#### [Stored data]
--- --- ---

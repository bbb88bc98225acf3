//! Per-source playback engine
//!
//! Drives one [`MediaPlayer`] through the track state machine:
//!
//! ```text
//! idle --load--> loading --ready--> ready --play--> playing --pause--> paused
//! loading --failure--> failed --retry--> loading
//! failed --attempts exhausted--> failed (terminal for this track)
//! playing --ended--> loading (next track) | completed (last track)
//! ```
//!
//! The engine is synchronous. Everything that takes time (fade steps,
//! retry backoff, preloads, item readiness) comes back in as an
//! [`EngineMessage`] or a [`PlayerEvent`], and everything the outside world
//! must act on (history, coordination, UI) goes out through the outbox
//! drained with [`PlaybackEngine::drain_events`].
//!
//! Starting audio is a two-step handshake: `play` only emits
//! [`EngineEvent::StartRequested`]; the control loop asks the coordinator
//! and calls [`PlaybackEngine::start_granted`] when this source may be heard.

use crate::backend::{ItemId, MediaBackend, MediaPlayer, PlayerEvent};
use crate::buffer::{BufferPolicy, PlayableItem, TrackBuffer};
use crate::config::PlaybackConfig;
use crate::coordinator::Pausable;
use crate::error::{PlaybackError, Result, TrackFailure};
use crate::events::{EngineEvent, HistoryMark};
use crate::mailbox::{EngineMessage, Mailbox};
use crate::ramp::{FadeDirection, VolumeRamp};
use crate::remote::NowPlaying;
use crate::retry::{RetryDecision, RetryState};
use encore_core::{
    LoadError, NetworkState, PlaybackState, Playlist, PlaylistResource, ResolutionError,
    SeekError, SourceId,
};
use std::sync::Arc;
use std::time::Duration;
use tokio::sync::watch;
use tokio_util::sync::CancellationToken;
use tracing::{debug, error, info, trace, warn};

/// Show currently loaded on an engine
struct LoadedShow {
    playlist: Playlist,
    /// Audible playback has started at least once since the load
    history_started: bool,
    /// Last track ended; sticky until the next load
    completed: bool,
}

struct CurrentTrack {
    index: usize,
    /// Item handed to the player; `None` while nothing valid is loaded
    item: Option<ItemId>,
}

struct PendingRetry {
    ticket: u64,
    token: CancellationToken,
}

struct ActiveFade {
    id: u64,
    direction: FadeDirection,
    ramp: VolumeRamp,
    token: CancellationToken,
}

/// Playback state machine for one content source
pub struct PlaybackEngine<B, P>
where
    B: MediaBackend,
    P: MediaPlayer<Item = B::Item>,
{
    source: SourceId,
    config: PlaybackConfig,
    player: P,
    buffer: TrackBuffer<B>,
    mailbox: Mailbox<B::Item>,
    state: PlaybackState,
    show: Option<LoadedShow>,
    current: Option<CurrentTrack>,
    retry: RetryState,
    pending_retry: Option<PendingRetry>,
    next_ticket: u64,
    fade: Option<ActiveFade>,
    next_fade_id: u64,
    /// Start audio as soon as the current item is ready
    autoplay: bool,
    /// Current track failed for good
    terminal: bool,
    outbox: Vec<EngineEvent>,
}
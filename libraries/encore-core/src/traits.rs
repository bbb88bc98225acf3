/// Collaborator traits for Encore
use crate::types::ShowId;

/// Receiver of listening-history events
///
/// Playback calls these at well-defined points:
/// - first track of a freshly loaded show starts: `add_to_history` + `mark_partial`
/// - any later track start: `mark_partial` (ignored once the show is completed)
/// - last track ends: `mark_completed`
///
/// Implementations must treat completion as sticky for a show: a later
/// `mark_partial` for a completed show is not a regression to partial.
pub trait HistorySink: Send {
    /// Put the show at the front of the recently played list
    fn add_to_history(&mut self, show: &ShowId);

    /// Record that the show was started but not finished
    fn mark_partial(&mut self, show: &ShowId);

    /// Record that the last track of the show played to the end
    fn mark_completed(&mut self, show: &ShowId);

    /// Flip the favorite flag, returning the new value
    fn toggle_favorite(&mut self, show: &ShowId) -> bool;

    fn is_favorite(&self, show: &ShowId) -> bool;
}

/// Opaque string key-value persistence
///
/// The format of stored values is owned by the caller.
pub trait KeyValueStore: Send {
    fn get(&self, key: &str) -> Option<String>;

    fn set(&mut self, key: &str, value: String);

    fn remove(&mut self, key: &str);
}
/// ID types for Encore entities
use serde::{Deserialize, Serialize};
use std::fmt;

/// Show identifier (archive item identifier or bundled listing key)
#[derive(Debug, Clone, PartialEq, Eq, PartialOrd, Ord, Hash, Serialize, Deserialize)]
#[serde(transparent)]
pub struct ShowId(String);

impl ShowId {
    /// Create a new show ID
    pub fn new(id: impl Into<String>) -> Self {
        Self(id.into())
    }

    /// Get the inner string
    pub fn as_str(&self) -> &str {
        &self.0
    }
}

impl fmt::Display for ShowId {
    fn fmt(&self, f: &mut fmt::Formatter<'_>) -> fmt::Result {
        write!(f, "{}", self.0)
    }
}

impl From<&str> for ShowId {
    fn from(id: &str) -> Self {
        Self::new(id)
    }
}

/// Content source that may produce audio
///
/// `Dead` and `Jerry` are the two concert catalogs, each driven by its own
/// playback engine. `Youtube` is the embedded video player, which only
/// supports play/pause/stop.
#[derive(Debug, Clone, Copy, PartialEq, Eq, PartialOrd, Ord, Hash, Serialize, Deserialize)]
#[serde(rename_all = "lowercase")]
pub enum SourceId {
    Dead,
    Jerry,
    Youtube,
}

impl SourceId {
    /// Sources backed by a playback engine
    pub const CATALOGS: [SourceId; 2] = [SourceId::Dead, SourceId::Jerry];

    /// Convert to string representation
    #[must_use]
    pub fn as_str(&self) -> &'static str {
        match self {
            Self::Dead => "dead",
            Self::Jerry => "jerry",
            Self::Youtube => "youtube",
        }
    }

    /// Parse from string
    #[must_use]
    pub fn from_str(s: &str) -> Option<Self> {
        match s {
            "dead" => Some(Self::Dead),
            "jerry" => Some(Self::Jerry),
            "youtube" => Some(Self::Youtube),
            _ => None,
        }
    }

    /// Whether this source is one of the audio catalogs
    pub fn is_catalog(&self) -> bool {
        !matches!(self, Self::Youtube)
    }
}

impl fmt::Display for SourceId {
    fn fmt(&self, f: &mut fmt::Formatter<'_>) -> fmt::Result {
        write!(f, "{}", self.as_str())
    }
}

--- --- ---

#### [Action item]
Take the data above and return it exactly.

#### [Exercise result]
repository bbb88bc98225acf3
//! Per-source playback engine
//!
//! Drives one [`MediaPlayer`] through the track state machine:
//!
//! ```text
//! idle --load--> loading --ready--> ready --play--> playing --pause--> paused
//! loading --failure--> failed --retry--> loading
//! failed --attempts exhausted--> failed (terminal for this track)
//! playing --ended--> loading (next track) | completed (last track)
//! ```
//!
//! The engine is synchronous. Everything that takes time (fade steps,
//! retry backoff, preloads, item readiness) comes back in as an
//! [`EngineMessage`] or a [`PlayerEvent`], and everything the outside world
//! must act on (history, coordination, UI) goes out through the outbox
//! drained with [`PlaybackEngine::drain_events`].
//!
//! Starting audio is a two-step handshake: `play` only emits
//! [`EngineEvent::StartRequested`]; the control loop asks the coordinator
//! and calls [`PlaybackEngine::start_granted`] when this source may be heard.

use crate::backend::{ItemId, MediaBackend, MediaPlayer, PlayerEvent};
use crate::buffer::{BufferPolicy, PlayableItem, TrackBuffer};
use crate::config::PlaybackConfig;
use crate::coordinator::Pausable;
use crate::error::{PlaybackError, Result, TrackFailure};
use crate::events::{EngineEvent, HistoryMark};
use crate::mailbox::{EngineMessage, Mailbox};
use crate::ramp::{FadeDirection, VolumeRamp};
use crate::remote::NowPlaying;
use crate::retry::{RetryDecision, RetryState};
use encore_core::{
    LoadError, NetworkState, PlaybackState, Playlist, PlaylistResource, ResolutionError,
    SeekError, SourceId,
};
use std::sync::Arc;
use std::time::Duration;
use tokio::sync::watch;
use tokio_util::sync::CancellationToken;
use tracing::{debug, error, info, trace, warn};

/// Show currently loaded on an engine
struct LoadedShow {
    playlist: Playlist,
    /// Audible playback has started at least once since the load
    history_started: bool,
    /// Last track ended; sticky until the next load
    completed: bool,
}

struct CurrentTrack {
    index: usize,
    /// Item handed to the player; `None` while nothing valid is loaded
    item: Option<ItemId>,
}

struct PendingRetry {
    ticket: u64,
    token: CancellationToken,
}

struct ActiveFade {
    id: u64,
    direction: FadeDirection,
    ramp: VolumeRamp,
    token: CancellationToken,
}

/// Playback state machine for one content source
pub struct PlaybackEngine<B, P>
where
    B: MediaBackend,
    P: MediaPlayer<Item = B::Item>,
{
    source: SourceId,
    config: PlaybackConfig,
    player: P,
    buffer: TrackBuffer<B>,
    mailbox: Mailbox<B::Item>,
    state: PlaybackState,
    show: Option<LoadedShow>,
    current: Option<CurrentTrack>,
    retry: RetryState,
    pending_retry: Option<PendingRetry>,
    next_ticket: u64,
    fade: Option<ActiveFade>,
    next_fade_id: u64,
    /// Start audio as soon as the current item is ready
    autoplay: bool,
    /// Current track failed for good
    terminal: bool,
    outbox: Vec<EngineEvent>,
}
filename libraries/encore-core/src/traits.rs
repository bbb88bc98225acf3
/// Collaborator traits for Encore
use crate::types::ShowId;

/// Receiver of listening-history events
///
/// Playback calls these at well-defined points:
/// - first track of a freshly loaded show starts: `add_to_history` + `mark_partial`
/// - any later track start: `mark_partial` (ignored once the show is completed)
/// - last track ends: `mark_completed`
///
/// Implementations must treat completion as sticky for a show: a later
/// `mark_partial` for a completed show is not a regression to partial.
pub trait HistorySink: Send {
    /// Put the show at the front of the recently played list
    fn add_to_history(&mut self, show: &ShowId);

    /// Record that the show was started but not finished
    fn mark_partial(&mut self, show: &ShowId);

    /// Record that the last track of the show played to the end
    fn mark_completed(&mut self, show: &ShowId);

    /// Flip the favorite flag, returning the new value
    fn toggle_favorite(&mut self, show: &ShowId) -> bool;

    fn is_favorite(&self, show: &ShowId) -> bool;
}

/// Opaque string key-value persistence
///
/// The format of stored values is owned by the caller.
pub trait KeyValueStore: Send {
    fn get(&self, key: &str) -> Option<String>;

    fn set(&mut self, key: &str, value: String);

    fn remove(&mut self, key: &str);
}
/// ID types for Encore entities
use serde::{Deserialize, Serialize};
use std::fmt;

/// Show identifier (archive item identifier or bundled listing key)
#[derive(Debug, Clone, PartialEq, Eq, PartialOrd, Ord, Hash, Serialize, Deserialize)]
#[serde(transparent)]
pub struct ShowId(String);

impl ShowId {
    /// Create a new show ID
    pub fn new(id: impl Into<String>) -> Self {
        Self(id.into())
    }

    /// Get the inner string
    pub fn as_str(&self) -> &str {
        &self.0
    }
}

impl fmt::Display for ShowId {
    fn fmt(&self, f: &mut fmt::Formatter<'_>) -> fmt::Result {
        write!(f, "{}", self.0)
    }
}

impl From<&str> for ShowId {
    fn from(id: &str) -> Self {
        Self::new(id)
    }
}

/// Content source that may produce audio
///
/// `Dead` and `Jerry` are the two concert catalogs, each driven by its own
/// playback engine. `Youtube` is the embedded video player, which only
/// supports play/pause/stop.
#[derive(Debug, Clone, Copy, PartialEq, Eq, PartialOrd, Ord, Hash, Serialize, Deserialize)]
#[serde(rename_all = "lowercase")]
pub enum SourceId {
    Dead,
    Jerry,
    Youtube,
}

impl SourceId {
    /// Sources backed by a playback engine
    pub const CATALOGS: [SourceId; 2] = [SourceId::Dead, SourceId::Jerry];

    /// Convert to string representation
    #[must_use]
    pub fn as_str(&self) -> &'static str {
        match self {
            Self::Dead => "dead",
            Self::Jerry => "jerry",
            Self::Youtube => "youtube",
        }
    }

    /// Parse from string
    #[must_use]
    pub fn from_str(s: &str) -> Option<Self> {
        match s {
            "dead" => Some(Self::Dead),
            "jerry" => Some(Self::Jerry),
            "youtube" => Some(Self::Youtube),
            _ => None,
        }
    }

    /// Whether this source is one of the audio catalogs
    pub fn is_catalog(&self) -> bool {
        !matches!(self, Self::Youtube)
    }
}

impl fmt::Display for SourceId {
    fn fmt(&self, f: &mut fmt::Formatter<'_>) -> fmt::Result {
        write!(f, "{}", self.as_str())
    }
}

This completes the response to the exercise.